Les locations de maisons de vacances ont grimpé en flèche dans de nombreuses villes avec l’avènement d’Airbnb il y a plus de dix ans. Ainsi, un point est arrivé où la régulationdu secteur semble une tâche difficile et aucune ville n’a réussi à trouver la bonne « formule ». Barcelone, Londres, Berlin ou Copenhague ont déjà mis en place des réglementations pour éviter le chaos dans les quartiers et les zones les plus populaires, mais la vérité est que de nombreux propriétaires tentent de contourner les règles, ce qui rend la conformité un grand défi.
Pour éviter qu’un grand nombre de logements ne soient dédiés au marché touristique, les gouvernements de plusieurs villes ont mis en place des règles de « confinement ». C’est le cas de Dallas, qui a interdit les maisons de vacances dans certains quartiers résidentiels; Barcelone, qui a interdit toute location de chambres à court terme dans des maisons privées; ou San Francisco et Seattle, qui ont mis des limites sur le nombre de propriétés qu’un hôte peut avoir, comme l’explique Bloomberg.

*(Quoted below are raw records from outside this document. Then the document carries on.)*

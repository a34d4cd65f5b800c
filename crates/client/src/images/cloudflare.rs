//! Cloudflare Images v1 client.
//!
//! ### Endpoints
//!
//! - **Upload**: `POST {api_base}/accounts/{account}/images/v1`, multipart
//!   `file` plus `requireSignedURLs=false`
//! - **Original**: `GET .../images/v1/{id}/blob`
//! - **Delete**: `DELETE .../images/v1/{id}`
//! - **Authentication**: `Authorization: Bearer <token>`

use std::sync::Arc;
use std::time::Duration;

use async_trait::async_trait;
use bytes::Bytes;
use reqwest::{StatusCode, Url, header, multipart};

use super::response::{ApiEnvelope, UploadResult};
use super::{ImageStore, ImageStoreError, StoredImage, UploadedImage};
use capcache_core::AppConfig;

/// Default API base URL.
const DEFAULT_API_BASE: &str = "https://api.cloudflare.com/client/v4";

/// Default request timeout.
const DEFAULT_TIMEOUT: Duration = Duration::from_secs(15);

/// Image API client configuration.
#[derive(Debug, Clone)]
pub struct ImagesClientConfig {
    pub account_id: String,
    pub api_token: String,
    /// Base URL (default: https://api.cloudflare.com/client/v4).
    pub api_base: String,
    pub timeout: Duration,
}

impl Default for ImagesClientConfig {
    fn default() -> Self {
        Self {
            account_id: String::new(),
            api_token: String::new(),
            api_base: DEFAULT_API_BASE.to_string(),
            timeout: DEFAULT_TIMEOUT,
        }
    }
}

impl ImagesClientConfig {
    /// Build from application config.
    ///
    /// # Errors
    ///
    /// Returns `ImageStoreError::NotConfigured` when the account id or token is missing.
    pub fn from_app(config: &AppConfig) -> Result<Self, ImageStoreError> {
        let (account_id, api_token) =
            config.require_images_credentials().map_err(|e| ImageStoreError::NotConfigured(e.to_string()))?;
        Ok(Self {
            account_id: account_id.to_string(),
            api_token: api_token.to_string(),
            api_base: config.images.api_base.clone(),
            timeout: config.images.timeout(),
        })
    }
}

/// Cloudflare Images API client.
#[derive(Debug, Clone)]
pub struct CloudflareImages {
    http: reqwest::Client,
    config: ImagesClientConfig,
}

impl CloudflareImages {
    /// Create a new client with the given configuration.
    pub fn new(config: ImagesClientConfig) -> Result<Self, ImageStoreError> {
        if config.account_id.is_empty() || config.api_token.is_empty() {
            return Err(ImageStoreError::NotConfigured("account id and API token are required".into()));
        }

        let http = reqwest::Client::builder()
            .timeout(config.timeout)
            .build()
            .map_err(|e| ImageStoreError::Network(Arc::new(e)))?;

        Ok(Self { http, config })
    }

    /// `{api_base}/accounts/{account}/images/v1[/extra...]`, with every
    /// segment percent-encoded.
    fn endpoint(&self, extra: &[&str]) -> Result<Url, ImageStoreError> {
        let mut url = Url::parse(self.config.api_base.trim_end_matches('/'))
            .map_err(|e| ImageStoreError::NotConfigured(format!("invalid api_base: {e}")))?;
        url.path_segments_mut()
            .map_err(|_| ImageStoreError::NotConfigured("api_base cannot be a base URL".into()))?
            .pop_if_empty()
            .extend(["accounts", self.config.account_id.as_str(), "images", "v1"])
            .extend(extra);
        Ok(url)
    }

    fn authorized(&self, builder: reqwest::RequestBuilder) -> reqwest::RequestBuilder {
        builder.bearer_auth(&self.config.api_token)
    }
}

fn check_status(status: StatusCode, id: &str) -> Result<(), ImageStoreError> {
    if status == StatusCode::UNAUTHORIZED || status == StatusCode::FORBIDDEN {
        return Err(ImageStoreError::AuthError);
    }
    if status == StatusCode::NOT_FOUND {
        return Err(ImageStoreError::NotFound(id.to_string()));
    }
    if status.is_client_error() || status.is_server_error() {
        return Err(ImageStoreError::HttpError { status: status.as_u16() });
    }
    Ok(())
}

#[async_trait]
impl ImageStore for CloudflareImages {
    async fn upload(&self, png: Bytes) -> Result<UploadedImage, ImageStoreError> {
        let url = self.endpoint(&[])?;
        let file = multipart::Part::bytes(png.to_vec())
            .file_name("capture.png")
            .mime_str("image/png")
            .map_err(|e| ImageStoreError::Parse(e.to_string()))?;
        let form = multipart::Form::new().part("file", file).text("requireSignedURLs", "false");

        let response = self.authorized(self.http.post(url)).multipart(form).send().await?;
        let status = response.status();
        if status == StatusCode::UNAUTHORIZED || status == StatusCode::FORBIDDEN {
            return Err(ImageStoreError::AuthError);
        }

        let bytes = response.bytes().await?;
        let envelope: ApiEnvelope<UploadResult> =
            serde_json::from_slice(&bytes).map_err(|e| ImageStoreError::Parse(e.to_string()))?;

        if !status.is_success() || !envelope.success {
            tracing::debug!(status = status.as_u16(), errors = %envelope.error_summary(), "image upload rejected");
            return Err(ImageStoreError::Api(envelope.error_summary()));
        }

        let result = envelope.result.ok_or_else(|| ImageStoreError::Parse("missing result".into()))?;
        if result.id.is_empty() {
            return Err(ImageStoreError::Parse("empty image id".into()));
        }

        tracing::debug!(id = %result.id, variants = result.variants.len(), "image uploaded");
        Ok(UploadedImage { id: result.id, variants: result.variants })
    }

    async fn fetch_original(&self, id: &str) -> Result<StoredImage, ImageStoreError> {
        let url = self.endpoint(&[id, "blob"])?;
        let response = self.authorized(self.http.get(url)).send().await?;
        check_status(response.status(), id)?;

        let content_type = response
            .headers()
            .get(header::CONTENT_TYPE)
            .and_then(|v| v.to_str().ok())
            .map(|s| s.trim().to_string())
            .unwrap_or_default();
        if !content_type.to_ascii_lowercase().starts_with("image/") {
            return Err(ImageStoreError::NotImage(content_type));
        }

        let bytes = response.bytes().await?;
        Ok(StoredImage { bytes, content_type })
    }

    async fn delete(&self, id: &str) -> Result<(), ImageStoreError> {
        let url = self.endpoint(&[id])?;
        let response = self.authorized(self.http.delete(url)).send().await?;
        check_status(response.status(), id)?;
        tracing::debug!(id, "image deleted");
        Ok(())
    }
}

#[cfg(test)]
mod tests {
    use std::sync::Mutex;

    use axum::Router;
    use axum::body::Bytes as AxumBytes;
    use axum::extract::{Path, State};
    use axum::http::{HeaderMap, StatusCode as AxumStatus, header::CONTENT_TYPE};
    use axum::response::IntoResponse;
    use axum::routing::{delete, get, post};

    use super::*;
    use crate::fetch::testing::spawn_origin;

    #[derive(Default)]
    struct Seen {
        deleted: Vec<String>,
        upload_auth: Option<String>,
        upload_body: Vec<u8>,
    }

    type Shared = Arc<Mutex<Seen>>;

    async fn upload(State(seen): State<Shared>, headers: HeaderMap, body: AxumBytes) -> impl IntoResponse {
        let mut seen = seen.lock().unwrap();
        seen.upload_auth = headers.get("authorization").and_then(|v| v.to_str().ok()).map(String::from);
        seen.upload_body = body.to_vec();
        (
            [(CONTENT_TYPE, "application/json")],
            r#"{"success":true,"errors":[],"result":{"id":"img-1","variants":["https://imagedelivery.net/acct/img-1/public"]}}"#,
        )
    }

    async fn blob(Path(id): Path<String>) -> impl IntoResponse {
        match id.as_str() {
            "img-1" => ([(CONTENT_TYPE, "image/png")], vec![7u8; 3]).into_response(),
            "broken" => ([(CONTENT_TYPE, "text/plain")], "oops").into_response(),
            _ => AxumStatus::NOT_FOUND.into_response(),
        }
    }

    async fn remove(State(seen): State<Shared>, Path(id): Path<String>) -> impl IntoResponse {
        seen.lock().unwrap().deleted.push(id);
        ([(CONTENT_TYPE, "application/json")], r#"{"success":true,"errors":[],"result":{}}"#)
    }

    async fn store() -> (CloudflareImages, Shared) {
        let seen: Shared = Arc::default();
        let app = Router::new()
            .route("/client/v4/accounts/acct/images/v1", post(upload))
            .route("/client/v4/accounts/acct/images/v1/:id/blob", get(blob))
            .route("/client/v4/accounts/acct/images/v1/:id", delete(remove))
            .with_state(seen.clone());
        let addr = spawn_origin(app).await;

        let config = ImagesClientConfig {
            account_id: "acct".into(),
            api_token: "secret".into(),
            api_base: format!("http://{addr}/client/v4"),
            timeout: Duration::from_secs(2),
        };
        (CloudflareImages::new(config).unwrap(), seen)
    }

    #[test]
    fn test_new_requires_credentials() {
        let result = CloudflareImages::new(ImagesClientConfig::default());
        assert!(matches!(result, Err(ImageStoreError::NotConfigured(_))));
    }

    #[test]
    fn test_from_app_missing_credentials() {
        let result = ImagesClientConfig::from_app(&AppConfig::default());
        assert!(matches!(result, Err(ImageStoreError::NotConfigured(_))));
    }

    #[tokio::test]
    async fn test_upload_sends_bearer_and_form() {
        let (store, seen) = store().await;
        let uploaded = store.upload(Bytes::from_static(b"\x89PNG")).await.unwrap();
        assert_eq!(uploaded.id, "img-1");
        assert_eq!(uploaded.preferred_variant(), Some("https://imagedelivery.net/acct/img-1/public"));

        let seen = seen.lock().unwrap();
        assert_eq!(seen.upload_auth.as_deref(), Some("Bearer secret"));
        let body = String::from_utf8_lossy(&seen.upload_body);
        assert!(body.contains("name=\"requireSignedURLs\""));
        assert!(body.contains("name=\"file\"; filename=\"capture.png\""));
    }

    #[tokio::test]
    async fn test_fetch_original() {
        let (store, _) = store().await;
        let image = store.fetch_original("img-1").await.unwrap();
        assert_eq!(image.content_type, "image/png");
        assert_eq!(image.bytes.len(), 3);

        assert!(matches!(store.fetch_original("broken").await, Err(ImageStoreError::NotImage(_))));
        assert!(matches!(store.fetch_original("gone").await, Err(ImageStoreError::NotFound(_))));
    }

    #[tokio::test]
    async fn test_delete() {
        let (store, seen) = store().await;
        store.delete("old-id").await.unwrap();
        assert_eq!(seen.lock().unwrap().deleted, vec!["old-id".to_string()]);
    }

    #[test]
    fn test_endpoint_encodes_id() {
        let config = ImagesClientConfig { account_id: "acct".into(), api_token: "t".into(), ..Default::default() };
        let store = CloudflareImages::new(config).unwrap();
        let url = store.endpoint(&["a/b", "blob"]).unwrap();
        assert_eq!(url.as_str(), "https://api.cloudflare.com/client/v4/accounts/acct/images/v1/a%2Fb/blob");
    }
}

D’autres villes imitentle nombre de nuits où vous pouvez louer une propriété par an, comme Parisou Londres.
Le but ultime de ces mesures est d’empêcher « l’expulsion » des résidents des centres-villes et le retrait des biens immobiliers du marché de la location à long terme.
À Berlin, par exemple, les autorités ont récemment assoupli des réglementations impossibles à mettre en œuvre. Dans ce cas, la ville a interdit les locations à court terme dans les appartements, mais pas dans les chambres individuelles, en 2016, dans l’espoir de ramener les propriétés sur le marché de la location à long terme et d’atténuer la crise immobilière de la capitale allemande. Cependant, Airbnb et d’autres sites Web rivaux ont refusé de partager des données sur des hôtes spécifiques, ce qui rend impossible de savoir qui enfreignait la loi, de sorte qu’à plusieurs reprises, les tribunaux se sont rangés du côté des entreprises.

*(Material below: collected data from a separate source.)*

//! Stored capture records.
//!
//! Current records are JSON objects holding the hosted image id. Older
//! records may carry only a public variant URL, and the oldest are the bare
//! variant URL with no JSON wrapper at all.

use serde::{Deserialize, Serialize};
use url::Url;

/// The value stored under a capture key.
#[derive(Debug, Clone, Default, PartialEq, Eq, Serialize, Deserialize)]
pub struct CacheRecord {
    #[serde(default, skip_serializing_if = "Option::is_none")]
    pub id: Option<String>,
    #[serde(default, skip_serializing_if = "Option::is_none")]
    pub url: Option<String>,
}

impl CacheRecord {
    /// A record written by the cache writer: the hosted id plus the variant
    /// URL served when the original cannot be fetched.
    pub fn with_variant(id: impl Into<String>, variant: Option<&str>) -> Self {
        Self { id: Some(id.into()), url: variant.filter(|v| !v.is_empty()).map(str::to_string) }
    }

    /// Interpret a stored value. Anything that is not a JSON object is read
    /// as a bare variant URL.
    pub fn parse(raw: &str) -> Self {
        match serde_json::from_str::<CacheRecord>(raw) {
            Ok(record) => record,
            Err(_) => Self { id: None, url: Some(raw.trim().to_string()).filter(|s| !s.is_empty()) },
        }
    }

    pub fn to_json(&self) -> String {
        serde_json::to_string(self).unwrap_or_default()
    }

    /// Non-empty explicit id.
    pub fn explicit_id(&self) -> Option<&str> {
        self.id.as_deref().filter(|id| !id.is_empty())
    }

    /// The explicit id, else one recovered from the variant URL.
    pub fn image_id(&self, delivery_host: &str) -> Option<String> {
        if let Some(id) = self.explicit_id() {
            return Some(id.to_string());
        }
        self.url.as_deref().and_then(|u| image_id_from_variant_url(u, delivery_host))
    }

    pub fn is_empty(&self) -> bool {
        self.explicit_id().is_none() && self.url.as_deref().is_none_or(str::is_empty)
    }
}

/// Recover the image id from `https://<delivery_host>/<account>/<id>/<variant>`.
pub fn image_id_from_variant_url(raw: &str, delivery_host: &str) -> Option<String> {
    let url = Url::parse(raw).ok()?;
    let host = url.host_str()?;
    if !host.ends_with(delivery_host) {
        return None;
    }
    let parts: Vec<&str> = url.path_segments()?.filter(|s| !s.is_empty()).collect();
    if parts.len() < 3 {
        return None;
    }
    Some(parts[1].to_string())
}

De son côté, Barcelone est, selon Bloomberg, l’une des villes européennes qui investit le plus de ressources pour réguler les plateformes de location de vacances. Ainsi, c’est la seule grande ville du continent qui interdit, par exemple, la location de chambres individuelles et un système de licence lancé en 2011 oblige les entreprises à afficher les numéros de licence dans toutes les publicités.
Malgré cela, la ville a toujours du mal à contrôler le marché, car Inside Airbnb a estimé que 30% des 15 655 propriétés Airbnb enregistrées à Barcelone à la fin du mois de juin étaient illégales, ayant été publiées avec de faux numéros de licence. Par ailleurs, 25 % des hôtes ont déclaré être exemptés des exigences en matière de licence, bien qu’Airbnb n’exige pas de preuve.
Enfin, à Londres , il y a des rapports d’hôtes partageant une propriété sur différentes plateformes. C’est-à-dire qu’ils créent plusieurs annonces pour la même propriété et modifient la description ou utilisent des photographies sous différents angles. Il est également courant d’annoncer le même appartement à deux endroits différents, en disant, par exemple, qu’une propriété est à Westminster alors qu’elle est en fait à Camden.